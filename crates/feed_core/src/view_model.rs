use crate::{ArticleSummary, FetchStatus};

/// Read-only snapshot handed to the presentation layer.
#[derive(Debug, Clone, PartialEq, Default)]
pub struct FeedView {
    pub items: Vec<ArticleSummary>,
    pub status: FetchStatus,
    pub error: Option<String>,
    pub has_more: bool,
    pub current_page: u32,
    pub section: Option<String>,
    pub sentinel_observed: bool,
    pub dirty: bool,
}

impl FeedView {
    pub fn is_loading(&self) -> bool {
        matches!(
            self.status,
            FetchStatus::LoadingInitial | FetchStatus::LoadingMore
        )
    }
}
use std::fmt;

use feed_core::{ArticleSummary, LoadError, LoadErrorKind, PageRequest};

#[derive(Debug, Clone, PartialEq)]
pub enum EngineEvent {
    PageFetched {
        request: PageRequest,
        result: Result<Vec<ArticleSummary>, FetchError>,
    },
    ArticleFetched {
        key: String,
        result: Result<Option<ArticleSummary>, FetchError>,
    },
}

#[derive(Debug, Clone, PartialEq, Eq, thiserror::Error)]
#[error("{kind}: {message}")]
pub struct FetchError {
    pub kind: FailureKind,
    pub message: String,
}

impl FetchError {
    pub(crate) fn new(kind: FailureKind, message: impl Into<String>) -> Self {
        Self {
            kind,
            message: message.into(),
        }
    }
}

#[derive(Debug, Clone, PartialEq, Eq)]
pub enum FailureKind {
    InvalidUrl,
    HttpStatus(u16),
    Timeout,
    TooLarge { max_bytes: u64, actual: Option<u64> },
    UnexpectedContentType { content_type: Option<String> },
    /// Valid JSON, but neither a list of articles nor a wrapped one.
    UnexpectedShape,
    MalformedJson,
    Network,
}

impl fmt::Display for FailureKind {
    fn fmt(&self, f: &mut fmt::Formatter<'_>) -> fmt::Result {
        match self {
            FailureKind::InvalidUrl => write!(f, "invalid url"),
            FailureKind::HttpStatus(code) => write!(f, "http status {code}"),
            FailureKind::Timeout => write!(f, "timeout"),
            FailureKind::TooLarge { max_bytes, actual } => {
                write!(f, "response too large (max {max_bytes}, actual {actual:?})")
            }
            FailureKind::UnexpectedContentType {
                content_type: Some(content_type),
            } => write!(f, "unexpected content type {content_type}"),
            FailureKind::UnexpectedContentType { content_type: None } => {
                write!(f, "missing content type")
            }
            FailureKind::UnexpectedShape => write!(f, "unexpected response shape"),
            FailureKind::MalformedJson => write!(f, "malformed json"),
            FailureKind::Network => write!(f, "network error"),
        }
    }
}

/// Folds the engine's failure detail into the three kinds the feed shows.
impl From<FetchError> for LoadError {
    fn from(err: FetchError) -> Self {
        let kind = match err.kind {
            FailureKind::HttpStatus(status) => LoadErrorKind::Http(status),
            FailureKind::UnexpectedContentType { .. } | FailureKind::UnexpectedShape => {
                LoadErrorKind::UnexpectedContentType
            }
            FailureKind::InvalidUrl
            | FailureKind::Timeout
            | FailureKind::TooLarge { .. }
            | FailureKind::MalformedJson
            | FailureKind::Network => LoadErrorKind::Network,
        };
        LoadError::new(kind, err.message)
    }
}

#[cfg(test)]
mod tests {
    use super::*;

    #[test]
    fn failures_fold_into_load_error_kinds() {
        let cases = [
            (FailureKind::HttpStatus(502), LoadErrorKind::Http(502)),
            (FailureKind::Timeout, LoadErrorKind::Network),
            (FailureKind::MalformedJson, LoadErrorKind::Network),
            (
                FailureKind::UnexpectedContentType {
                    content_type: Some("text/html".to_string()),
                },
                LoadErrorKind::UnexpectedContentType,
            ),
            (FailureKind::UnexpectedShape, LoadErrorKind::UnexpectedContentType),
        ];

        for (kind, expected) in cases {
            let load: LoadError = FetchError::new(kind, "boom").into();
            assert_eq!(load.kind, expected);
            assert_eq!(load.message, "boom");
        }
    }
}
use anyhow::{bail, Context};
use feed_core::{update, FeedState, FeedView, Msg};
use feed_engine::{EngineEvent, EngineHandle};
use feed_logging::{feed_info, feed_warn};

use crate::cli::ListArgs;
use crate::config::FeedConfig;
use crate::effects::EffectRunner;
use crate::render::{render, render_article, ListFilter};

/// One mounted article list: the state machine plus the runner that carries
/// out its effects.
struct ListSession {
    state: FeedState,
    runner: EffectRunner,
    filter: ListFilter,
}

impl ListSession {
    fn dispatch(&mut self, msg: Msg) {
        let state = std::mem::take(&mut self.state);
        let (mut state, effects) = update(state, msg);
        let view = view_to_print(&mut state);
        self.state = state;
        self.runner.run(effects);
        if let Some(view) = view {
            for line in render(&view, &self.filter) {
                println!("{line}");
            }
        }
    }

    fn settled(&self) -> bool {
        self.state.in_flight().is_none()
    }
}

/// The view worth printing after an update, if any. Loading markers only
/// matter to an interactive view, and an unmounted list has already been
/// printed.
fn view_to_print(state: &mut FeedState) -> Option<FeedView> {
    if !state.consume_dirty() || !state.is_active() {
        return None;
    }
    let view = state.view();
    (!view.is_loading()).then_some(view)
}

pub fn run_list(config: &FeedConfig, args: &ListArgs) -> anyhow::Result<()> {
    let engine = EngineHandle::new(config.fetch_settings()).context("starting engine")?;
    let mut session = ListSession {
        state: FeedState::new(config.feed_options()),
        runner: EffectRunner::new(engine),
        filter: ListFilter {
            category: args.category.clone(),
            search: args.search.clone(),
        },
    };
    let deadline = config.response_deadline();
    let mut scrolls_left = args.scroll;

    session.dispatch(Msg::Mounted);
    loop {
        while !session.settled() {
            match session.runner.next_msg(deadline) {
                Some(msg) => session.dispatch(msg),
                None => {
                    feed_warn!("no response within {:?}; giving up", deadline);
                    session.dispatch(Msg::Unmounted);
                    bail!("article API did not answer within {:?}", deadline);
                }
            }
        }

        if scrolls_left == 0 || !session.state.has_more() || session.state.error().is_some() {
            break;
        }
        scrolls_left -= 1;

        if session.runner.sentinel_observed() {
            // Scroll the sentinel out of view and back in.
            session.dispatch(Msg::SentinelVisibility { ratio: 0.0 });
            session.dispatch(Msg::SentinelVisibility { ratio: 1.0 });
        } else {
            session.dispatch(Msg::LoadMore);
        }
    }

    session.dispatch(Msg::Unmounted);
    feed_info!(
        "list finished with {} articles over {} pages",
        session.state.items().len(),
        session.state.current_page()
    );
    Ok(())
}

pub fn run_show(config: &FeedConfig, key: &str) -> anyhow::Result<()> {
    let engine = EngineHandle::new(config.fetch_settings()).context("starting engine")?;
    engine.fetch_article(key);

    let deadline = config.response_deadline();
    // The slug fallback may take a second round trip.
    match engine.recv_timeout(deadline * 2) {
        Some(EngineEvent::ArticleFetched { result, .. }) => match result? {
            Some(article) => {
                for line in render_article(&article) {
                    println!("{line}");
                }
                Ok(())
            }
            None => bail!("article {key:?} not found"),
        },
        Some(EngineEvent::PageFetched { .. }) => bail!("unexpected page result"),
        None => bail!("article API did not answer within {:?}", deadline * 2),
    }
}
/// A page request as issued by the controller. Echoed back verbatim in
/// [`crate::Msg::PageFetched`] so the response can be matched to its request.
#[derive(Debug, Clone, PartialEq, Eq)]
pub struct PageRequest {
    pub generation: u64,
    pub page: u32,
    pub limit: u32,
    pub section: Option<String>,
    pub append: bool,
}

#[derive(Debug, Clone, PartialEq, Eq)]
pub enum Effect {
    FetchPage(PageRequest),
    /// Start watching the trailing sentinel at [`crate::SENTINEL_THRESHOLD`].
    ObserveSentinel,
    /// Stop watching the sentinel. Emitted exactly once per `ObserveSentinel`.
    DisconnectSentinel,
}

• Your task
What is the number of lines in the entries that include the string "ArticleFetched"? Reply with that number alone.

• Task output
2